PPACA has been implemented through the sponsorship of three main health care programs in the United States. These included the Medicare, Medicaid, and the State Children’s Health Insurance Program (SCHIP). Medicare refers to a government health care program that is obliged with the provision of health insurance to Americans of sixty five years of age and over and a portion of people with disabilities. Medicare is made up of two principal parts for medical and hospital insurance (Maltessich, 2011). The first part is the hospital insurance and the second is the supplementary medical insurance. But there is also the Medicare advantage and prescript drug coverage. Medicaid, on the other hand, refers to a government health program which avails health insurance to the poor in the society.

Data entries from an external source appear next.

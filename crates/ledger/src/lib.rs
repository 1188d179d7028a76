//! Typed JSON-RPC client for EVM-style ledger endpoints.
//!
//! The [`LedgerClient`] trait is the seam consumers program against; the
//! [`RpcLedger`] implementation speaks JSON-RPC over HTTP. Transaction
//! signing is left to the connected node's keystore (`eth_sendTransaction`),
//! so no key material ever passes through this crate.

pub mod client;
pub mod rpc;
pub mod types;
pub mod util;

pub use client::LedgerClient;
pub use rpc::{RpcClient, RpcLedger};
pub use types::{Address, BlockTag, CallRequest, FeeSignals, FinalityReport};
pub use util::{format_hex_prefixed, parse_hex_u64, parse_hex_u128, parse_units, strip_0x};

use thiserror::Error;

#[derive(Debug, Error)]
pub enum LedgerError {
    #[error("transport error: {0}")]
    Transport(#[from] reqwest::Error),

    #[error("HTTP {0}")]
    Http(String),

    #[error("rpc error {code}: {message}")]
    Rpc {
        code: i64,
        message: String,
        data: Option<serde_json::Value>,
    },

    #[error("rpc response carried no result")]
    MissingResult,

    #[error("invalid hex value: {0}")]
    InvalidHex(String),

    #[error("invalid length: expected {expected} bytes, got {actual}")]
    InvalidLength { expected: usize, actual: usize },

    #[error("invalid amount: {0}")]
    InvalidAmount(String),

    #[error("malformed response: {0}")]
    Json(#[from] serde_json::Error),
}
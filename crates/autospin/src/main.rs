use std::time::Duration;

use anyhow::Context;
use clap::Parser;
use ledger::{RpcLedger, parse_units};
use tracing::info;
use tracing_subscriber::prelude::*;

use autospin::{FeeEstimator, SpinConfig, SpinScheduler, StateStore, SystemClock};

#[tokio::main]
async fn main() -> anyhow::Result<()> {
    init_tracing();
    let config = SpinConfig::parse();

    let fees = FeeEstimator::from_overrides(
        config.max_fee_gwei.as_deref(),
        config.priority_fee_gwei.as_deref(),
    )
    .context("invalid fee override")?;
    let value = parse_units(&config.spin_amount, config.token_decimals)
        .context("invalid spin amount")?;

    let client = RpcLedger::new(
        &config.rpc_url,
        Duration::from_millis(config.receipt_poll_ms),
    );
    let store = StateStore::new(config.state_file);

    info!(
        endpoint = %config.rpc_url,
        contract = %config.contract,
        interval_ms = config.interval_ms,
        "starting autospin"
    );

    let scheduler = SpinScheduler::new(
        client,
        SystemClock,
        store,
        fees,
        config.account,
        config.contract,
        value,
        Duration::from_millis(config.interval_ms),
        config.chain_id,
    );

    scheduler.run().await?;
    Ok(())
}

fn init_tracing() {
    use tracing_subscriber::{EnvFilter, fmt};
    let _ = tracing_subscriber::registry()
        .with(EnvFilter::try_from_default_env().unwrap_or_else(|_| "info".into()))
        .with(fmt::layer())
        .try_init();
}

It is restricted to specific categories of individuals who may be receiving welfare payments as well as those with disabilities. This program’s chief oversight is dealt with at the federal level. However, each and every state is obliged with the establishment of its own standards of eligibility, determination of the type, duration, scope and amount of service, setting the payment rate for the services and administration of its own Medicaid program (Nilsen et al, 2006). Despite the fact that the state is obligated with making the very final decision as to what Medicaid plans ought to provide, there is a number of compulsory prerequisites that these states need to meet for them to be in a position to receive the matching federal funds. These include such as inpatient and outpatient hospital services, prenatal care, physician services, vaccines for children, rural health clinics, family planning services and supplies, nursing facility services for 21 old and above persons, x-ray and laboratory services, nurse-midwifery services, pediatric and family nurse practitioner services, federal qualified health-center services and ambulatory services. The State Children’s Health Insurance Program (SCHIP), on its part, provides health insurance to the uninsured in the society and the low income children (Laszewski, 2012).
Besides funding of health care, health care policy also entails the prioritization of a number of health care problems as well as other special funds provided for increasing research. Likewise, throughout the history of other issues regarding health, special attention has been given to specific issues such as smallpox, smoking of cigarettes, HIV/AIDS, substance abuse, and suicide prevention (Mahon, Walshe & Chambers, 2009). Ordinarily, issues garner importance in the event that those who are directly affected by them organize themselves and thereafter lobby their designated officials for resources. Alternatively, they may insist on the release of reports that display a despairing need to take action. For funding further studies, these public health initiatives ought to include programs geared towards transforming the behaviors that lead health risks, or in a case of a disease (as the ones listed in an earlier paragraph), make available easy access to vaccinations aimed at preventing the disease (Naidoo & Wills, 2008). Such behavior-changing programs may include public advertising directed towards promoting the use of condoms in helping prevent the rapid spread of HIV and AIDS or availing relevant information about health risk brought about by smoking. Moreover, in order to change behavior it is important to focus on the relationship between the doctor and the patients as well as the kind of advice dispensed in the course of routine visits. Support systems, such as suicide prevention hotlines, should also be provided to assist those predisposed to certain risks and health problems.